Pages getting into Google Index, blocked by Robots.txt??
-
Hi all,
So yesterday we set up to Remove URL's that got into the Google index that were not supposed to be there, due to faceted navigation... We searched for the URL's by using this in Google Search.
site:www.sekretza.com inurl:price=
site:www.sekretza.com inurl:artists=So it brings up a list of "duplicate" pages, and they have the usual: "A description for this result is not available because of this site's robots.txt – learn more."
So we removed them all, and google removed them all, every single one.
This morning I do a check, and I find that more are creeping in - If i take one of the suspecting dupes to the Robots.txt tester, Google tells me it's Blocked. - and yet it's appearing in their index??
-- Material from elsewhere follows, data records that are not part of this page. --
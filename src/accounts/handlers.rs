//! Account handlers: own profile, admin request review and user management

use axum::extract::{Extension, Json, Path, Query};
use serde::Serialize;
use tracing::info;

use super::approvals::ApprovalService;
use super::models::{
    AdminRequest, ManagedUser, Profile, RequestListQuery, Role, RoleAssignment, SetRoleRequest,
    UpdateProfileRequest,
};
use super::profiles::ProfileService;
use super::requests::{AdminRequestService, REQUESTS_CACHE_PREFIX};
use super::roles::RoleService;
use crate::auth::{AdminSession, Session};
use crate::common::{ApiError, SharedState};
use crate::functions::PurgeReport;
use crate::notifications::AdminRequestEvent;

#[derive(Debug, Serialize)]
pub struct CountResponse {
    pub count: i64,
}

#[derive(Debug, Serialize)]
pub struct RejectResponse {
    pub success: bool,
    pub message: String,
    pub removed: PurgeReport,
}

#[derive(Debug, Serialize)]
pub struct RoleResponse {
    pub user_id: String,
    pub role: Role,
}

// ============================================================================
// Own profile
// ============================================================================

/// GET /api/profile
pub async fn get_own_profile(
    Extension(state_lock): Extension<SharedState>,
    session: Session,
) -> Result<Json<Profile>, ApiError> {
    let state = state_lock.read().await.clone();
    let profile = ProfileService::new(state.db.clone())
        .require_profile(&session.user_id)
        .await?;
    Ok(Json(profile))
}

/// PUT /api/profile
pub async fn update_own_profile(
    Extension(state_lock): Extension<SharedState>,
    session: Session,
    Json(payload): Json<UpdateProfileRequest>,
) -> Result<Json<Profile>, ApiError> {
    let state = state_lock.read().await.clone();
    let profile = ProfileService::new(state.db.clone())
        .update_profile(&session.user_id, payload)
        .await?;
    Ok(Json(profile))
}

// ============================================================================
// Admin requests
// ============================================================================

/// GET /api/admin/requests?status=pending
pub async fn list_requests(
    Extension(state_lock): Extension<SharedState>,
    AdminSession(_admin): AdminSession,
    Query(query): Query<RequestListQuery>,
) -> Result<Json<Vec<AdminRequest>>, ApiError> {
    let state = state_lock.read().await.clone();
    let key = format!(
        "{}:list:{}",
        REQUESTS_CACHE_PREFIX,
        query.status.map(|s| s.as_str()).unwrap_or("all")
    );
    let service = AdminRequestService::new(state.db.clone());
    let requests = state
        .cache
        .get_or_load(&key, || service.list_requests(query.status))
        .await?;
    Ok(Json(requests))
}

/// GET /api/admin/requests/pending/count
pub async fn pending_count(
    Extension(state_lock): Extension<SharedState>,
    AdminSession(_admin): AdminSession,
) -> Result<Json<CountResponse>, ApiError> {
    let state = state_lock.read().await.clone();
    let key = format!("{}:pending_count", REQUESTS_CACHE_PREFIX);
    let service = AdminRequestService::new(state.db.clone());
    let count = state
        .cache
        .get_or_load(&key, || service.pending_count())
        .await?;
    Ok(Json(CountResponse { count }))
}

/// POST /api/admin/requests/:id/approve
pub async fn approve_request(
    Extension(state_lock): Extension<SharedState>,
    AdminSession(admin): AdminSession,
    Path(user_id): Path<String>,
) -> Result<Json<AdminRequest>, ApiError> {
    let state = state_lock.read().await.clone();
    let request = ApprovalService::new(state.db.clone())
        .approve(&admin.user_id, &user_id)
        .await?;

    state.cache.invalidate_prefix(REQUESTS_CACHE_PREFIX).await;
    state.notifications.publish(AdminRequestEvent::Approved {
        user_id: user_id.clone(),
        reviewed_by: admin.user_id.clone(),
    });

    Ok(Json(request))
}

/// POST /api/admin/requests/:id/reject
///
/// Rejection deletes the requester's account.
pub async fn reject_request(
    Extension(state_lock): Extension<SharedState>,
    AdminSession(admin): AdminSession,
    Path(user_id): Path<String>,
) -> Result<Json<RejectResponse>, ApiError> {
    let state = state_lock.read().await.clone();
    let removed = ApprovalService::new(state.db.clone())
        .reject(&admin.user_id, &user_id)
        .await?;

    state.cache.invalidate_prefix(REQUESTS_CACHE_PREFIX).await;
    state.notifications.publish(AdminRequestEvent::Removed {
        user_id: user_id.clone(),
    });

    Ok(Json(RejectResponse {
        success: true,
        message: "Request rejected and account removed".to_string(),
        removed,
    }))
}

// ============================================================================
// User management
// ============================================================================

/// GET /api/admin/users
pub async fn list_users(
    Extension(state_lock): Extension<SharedState>,
    AdminSession(_admin): AdminSession,
) -> Result<Json<Vec<ManagedUser>>, ApiError> {
    let state = state_lock.read().await.clone();
    let users = ProfileService::new(state.db.clone()).list_users().await?;
    Ok(Json(users))
}

/// PUT /api/admin/users/:id
pub async fn update_user(
    Extension(state_lock): Extension<SharedState>,
    AdminSession(admin): AdminSession,
    Path(user_id): Path<String>,
    Json(payload): Json<UpdateProfileRequest>,
) -> Result<Json<Profile>, ApiError> {
    let state = state_lock.read().await.clone();
    let profile = ProfileService::new(state.db.clone())
        .update_profile(&user_id, payload)
        .await?;
    info!(admin_id = %admin.user_id, user_id = %user_id, "Admin updated user profile");
    Ok(Json(profile))
}

/// PUT /api/admin/users/:id/role
pub async fn set_user_role(
    Extension(state_lock): Extension<SharedState>,
    session: Session,
    Path(user_id): Path<String>,
    Json(payload): Json<SetRoleRequest>,
) -> Result<Json<RoleResponse>, ApiError> {
    let state = state_lock.read().await.clone();
    let assignment = RoleService::new(state.db.clone())
        .set_role(&session.user_id, &user_id, payload.role)
        .await?;

    Ok(Json(RoleResponse {
        user_id,
        role: assignment.map(|a| a.role).unwrap_or(payload.role),
    }))
}

/// GET /api/admin/admins
pub async fn list_admins(
    Extension(state_lock): Extension<SharedState>,
    AdminSession(_admin): AdminSession,
) -> Result<Json<Vec<RoleAssignment>>, ApiError> {
    let state = state_lock.read().await.clone();
    let admins = RoleService::new(state.db.clone()).list_admins().await?;
    Ok(Json(admins))
}
use axum::{
    extract::{Extension, Path, Query},
    http::StatusCode,
    response::IntoResponse,
    Json,
};
use serde::Deserialize;

use super::models::{CreateVideoRequest, UpdateVideoRequest, Video};
use super::services::VideoService;
use crate::accounts::models::MessageResponse;
use crate::auth::AdminSession;
use crate::common::{ApiError, SharedState};

const CACHE_PREFIX: &str = "videos:";

#[derive(Debug, Default, Deserialize)]
pub struct VideoListQuery {
    pub category: Option<String>,
}

/// GET /api/videos?category=
pub async fn list_public_videos(
    Extension(state): Extension<SharedState>,
    Query(query): Query<VideoListQuery>,
) -> Result<Json<Vec<Video>>, ApiError> {
    let app_state = state.read().await.clone();
    let service = VideoService::new(app_state.db.clone());
    let category = query.category.filter(|c| !c.trim().is_empty());
    let key = format!("{}public:{}", CACHE_PREFIX, category.as_deref().unwrap_or("*"));

    let videos = app_state
        .cache
        .get_or_load(&key, || service.list_active(category.as_deref()))
        .await?;
    Ok(Json(videos))
}

/// GET /api/admin/videos
pub async fn list_all_videos(
    Extension(state): Extension<SharedState>,
    AdminSession(_admin): AdminSession,
) -> Result<Json<Vec<Video>>, ApiError> {
    let app_state = state.read().await.clone();
    let videos = VideoService::new(app_state.db.clone()).list_all().await?;
    Ok(Json(videos))
}

/// POST /api/admin/videos
pub async fn create_video(
    Extension(state): Extension<SharedState>,
    AdminSession(_admin): AdminSession,
    Json(request): Json<CreateVideoRequest>,
) -> Result<impl IntoResponse, ApiError> {
    let app_state = state.read().await.clone();
    let video = VideoService::new(app_state.db.clone())
        .create_video(request)
        .await?;

    app_state.cache.invalidate_prefix(CACHE_PREFIX).await;
    Ok((StatusCode::CREATED, Json(video)))
}

/// PUT /api/admin/videos/:id
pub async fn update_video(
    Extension(state): Extension<SharedState>,
    AdminSession(_admin): AdminSession,
    Path(video_id): Path<String>,
    Json(request): Json<UpdateVideoRequest>,
) -> Result<Json<Video>, ApiError> {
    let app_state = state.read().await.clone();
    let video = VideoService::new(app_state.db.clone())
        .update_video(&video_id, request)
        .await?;

    app_state.cache.invalidate_prefix(CACHE_PREFIX).await;
    Ok(Json(video))
}

/// DELETE /api/admin/videos/:id
pub async fn delete_video(
    Extension(state): Extension<SharedState>,
    AdminSession(_admin): AdminSession,
    Path(video_id): Path<String>,
) -> Result<Json<MessageResponse>, ApiError> {
    let app_state = state.read().await.clone();
    VideoService::new(app_state.db.clone())
        .delete_video(&video_id)
        .await?;

    app_state.cache.invalidate_prefix(CACHE_PREFIX).await;
    Ok(Json(MessageResponse {
        success: true,
        message: "Video deleted successfully".to_string(),
    }))
}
I'm confused as to why a path that is blocked is able to get into the index?? I'm thinking of lifting the Robots block so that Google can see that these pages also have a Meta NOINDEX,FOLLOW tag on - but surely that will waste my crawl budget on unnecessary pages?
Any ideas?
thanks.
-
Oh, ok. If that's the case, pls don't worry about those in the index. You can get them removed using remove URL feature in webmaster tools account.
-
It doesn't show any result for the "blocked page" when I do that in Google.
-
Hi,
Please try this and let us know the results:
Suppose this is one of the pages in discussion:
http://www.yourdomain.com/blocked-page.html
Go to Google, type the following along with double quotes. Replace with the actual page:
"yourdomain.com/blocked-page.html" -site:yourdomain.com
-
Hi!
From what I could tell, it wasn't that many pages already in the index, so it could be worth trying to lift the block, at least for a short while, to see if it will have an impact.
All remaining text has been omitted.